[Work order]: Lines in the listing below may contain the word "delegated". State how many do, and nothing more.

**********

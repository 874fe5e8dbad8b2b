use std::sync::Arc;

use alloy::primitives::{Address, Bytes, U256};
use txflow_core::{
    error::EngineError,
    gas::GasFeeParams,
    signer::{PreparedTransaction, SignerCapability},
    transaction::TransactionRequestData,
};
use txflow_delegation::bundle::CallBundle;

/// How a transaction reaches the chain.
#[derive(Debug, Clone, Copy, PartialEq, Eq)]
pub enum ExecutionPath {
    /// Sign the request as-is.
    Direct,
    /// Wrap the request in a call bundle executed through the owner's
    /// delegated code, signed as a self-transaction.
    Bundled,
}

/// Everything resolved about a transaction at signing time.
pub struct SigningContext<'a> {
    pub chain_id: u64,
    pub from: Address,
    pub nonce: u64,
    pub gas_limit: u64,
    pub fee: GasFeeParams,
    pub request: &'a TransactionRequestData,
}

/// Turns a resolved request into raw signed bytes, applying the chosen
/// execution path before handing off to the key holder.
pub struct TransactionSignerService<S: SignerCapability> {
    capability: Arc<S>,
}

impl<S: SignerCapability> TransactionSignerService<S> {
    pub fn new(capability: Arc<S>) -> Self {
        Self { capability }
    }

    pub async fn sign(
        &self,
        path: ExecutionPath,
        ctx: SigningContext<'_>,
    ) -> Result<Bytes, EngineError> {
        let prepared = match path {
            ExecutionPath::Direct => prepare_direct(&ctx),
            ExecutionPath::Bundled => prepare_bundled(&ctx),
        };
        self.capability.sign_transaction(&prepared).await
    }
}

fn prepare_direct(ctx: &SigningContext<'_>) -> PreparedTransaction {
    PreparedTransaction {
        chain_id: ctx.chain_id,
        from: ctx.from,
        nonce: ctx.nonce,
        gas_limit: ctx.gas_limit,
        fee: ctx.fee.clone(),
        to: ctx.request.to,
        value: ctx.request.value,
        data: ctx.request.data.clone(),
    }
}

fn prepare_bundled(ctx: &SigningContext<'_>) -> PreparedTransaction {
    let bundle = CallBundle::single(ctx.request);
    PreparedTransaction {
        chain_id: ctx.chain_id,
        from: ctx.from,
        nonce: ctx.nonce,
        gas_limit: ctx.gas_limit,
        fee: ctx.fee.clone(),
        // delegated code lives at the owner's address; value travels
        // inside the wrapped call, not on the outer transaction
        to: Some(ctx.from),
        value: U256::ZERO,
        data: bundle.self_execute_calldata(),
    }
}

#[cfg(test)]
mod tests {
    use super::*;
    use std::sync::Mutex;

    struct CapturingSigner {
        seen: Mutex<Vec<PreparedTransaction>>,
    }

    impl SignerCapability for CapturingSigner {
        async fn sign_transaction(
            &self,
            prepared: &PreparedTransaction,
        ) -> Result<Bytes, EngineError> {
            self.seen.lock().unwrap().push(prepared.clone());
            Ok(Bytes::from_static(&[0x02, 0xaa]))
        }
    }

    fn ctx<'a>(request: &'a TransactionRequestData, from: Address) -> SigningContext<'a> {
        SigningContext {
            chain_id: 1,
            from,
            nonce: 7,
            gas_limit: 50_000,
            fee: GasFeeParams::Legacy { gas_price: 10 },
            request,
        }
    }

    #[tokio::test]
    async fn direct_path_signs_request_verbatim() {
        let capability = Arc::new(CapturingSigner {
            seen: Mutex::new(vec![]),
        });
        let service = TransactionSignerService::new(capability.clone());
        let from = Address::repeat_byte(0x01);
        let request = TransactionRequestData {
            to: Some(Address::repeat_byte(0x02)),
            value: U256::from(100u64),
            ..Default::default()
        };

        service.sign(ExecutionPath::Direct, ctx(&request, from)).await.unwrap();

        let seen = capability.seen.lock().unwrap();
        assert_eq!(seen[0].to, Some(Address::repeat_byte(0x02)));
        assert_eq!(seen[0].value, U256::from(100u64));
        assert_eq!(seen[0].nonce, 7);
    }

    #[tokio::test]
    async fn bundled_path_rewrites_to_self_execution() {
        let capability = Arc::new(CapturingSigner {
            seen: Mutex::new(vec![]),
        });
        let service = TransactionSignerService::new(capability.clone());
        let from = Address::repeat_byte(0x01);
        let request = TransactionRequestData {
            to: Some(from),
            value: U256::from(100u64),
            ..Default::default()
        };

        service.sign(ExecutionPath::Bundled, ctx(&request, from)).await.unwrap();

        let seen = capability.seen.lock().unwrap();
        assert_eq!(seen[0].to, Some(from));
        assert_eq!(seen[0].value, U256::ZERO);
        assert!(!seen[0].data.is_empty());
    }
}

**********

[Reply]: 2